WORKING DATA Start Marker

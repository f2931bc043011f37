use alloc::vec;
use core::fmt::{self, Write};

use log::error;

use crate::storage::Storage;

const BYTES_PER_LINE: usize = 16;

/// Write the contents of `storage` as upper case hex, sixteen bytes per line.
///
/// A line that can't be read is replaced by an error marker and the dump carries on.
pub fn hex_dump<S: Storage, W: Write>(storage: &S, out: &mut W) -> fmt::Result {
    let geometry = storage.geometry();
    let end = geometry.start_address + geometry.capacity();
    let mut line = vec![0u8; BYTES_PER_LINE];

    let mut address = geometry.start_address;
    while address < end {
        let len = core::cmp::min(BYTES_PER_LINE, end - address);
        match storage.read(address, &mut line[..len]) {
            Ok(()) => {
                for byte in &line[..len] {
                    write!(out, "{:02X} ", byte)?;
                }
            }
            Err(e) => {
                error!("Failure to read dump line at 0x{:x}: {}", address, e);
                out.write_str("ERROR reading data")?;
            }
        }
        out.write_char('\n')?;
        address += len;
    }
    Ok(())
}

#[cfg(test)]
mod tests {

    use super::*;
    use crate::error::ErrorKind;
    use crate::storage::Geometry;
    use crate::tests_util::*;

    #[test]
    fn test_dump_erased_device() {
        init();
        let device = make_device(2, 16, 0);
        let mut out = String::new();
        hex_dump(&device, &mut out).unwrap();

        let line = "FF ".repeat(16) + "\n";
        assert_eq!(out, line.repeat(2));
    }

    #[test]
    fn test_dump_written_bytes() {
        let mut device = make_device(1, 16, 0x100);
        device.write(0x100, b"ABCDEFGHIJKLMNOP").unwrap();
        let mut out = String::new();
        hex_dump(&device, &mut out).unwrap();
        assert_eq!(
            out,
            "41 42 43 44 45 46 47 48 49 4A 4B 4C 4D 4E 4F 50 \n"
        );
    }

    #[test]
    fn test_dump_partial_last_line() {
        let device = make_device(3, 6, 0);
        let mut out = String::new();
        hex_dump(&device, &mut out).unwrap();
        let mut lines = out.lines();
        assert_eq!(lines.next().unwrap(), "FF ".repeat(16));
        assert_eq!(lines.next().unwrap(), "FF ".repeat(2));
        assert!(lines.next().is_none());
    }

    struct Unreadable;

    impl Storage for Unreadable {
        fn read(&self, _address: usize, _data: &mut [u8]) -> Result<(), ErrorKind> {
            Err(ErrorKind::OutOfRange)
        }
        fn write(&mut self, _address: usize, _data: &[u8]) -> Result<(), ErrorKind> {
            Err(ErrorKind::OutOfRange)
        }
        fn erase(&mut self, _address: usize, _len: usize) -> Result<(), ErrorKind> {
            Err(ErrorKind::OutOfRange)
        }
        fn erase_all(&mut self) -> Result<(), ErrorKind> {
            Err(ErrorKind::OutOfRange)
        }
        fn geometry(&self) -> Geometry {
            Geometry {
                block_size: 16,
                num_blocks: 1,
                start_address: 0,
            }
        }
    }

    #[test]
    fn test_dump_marks_read_errors() {
        init();
        let mut out = String::new();
        hex_dump(&Unreadable, &mut out).unwrap();
        assert_eq!(out, "ERROR reading data\n");
    }
}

WORKING DATA End Marker

**WHAT NEEDS TO BE DONE**
Tally every line in the listing that holds "next" and answer with the total only.

**RESPONSE AREA**
3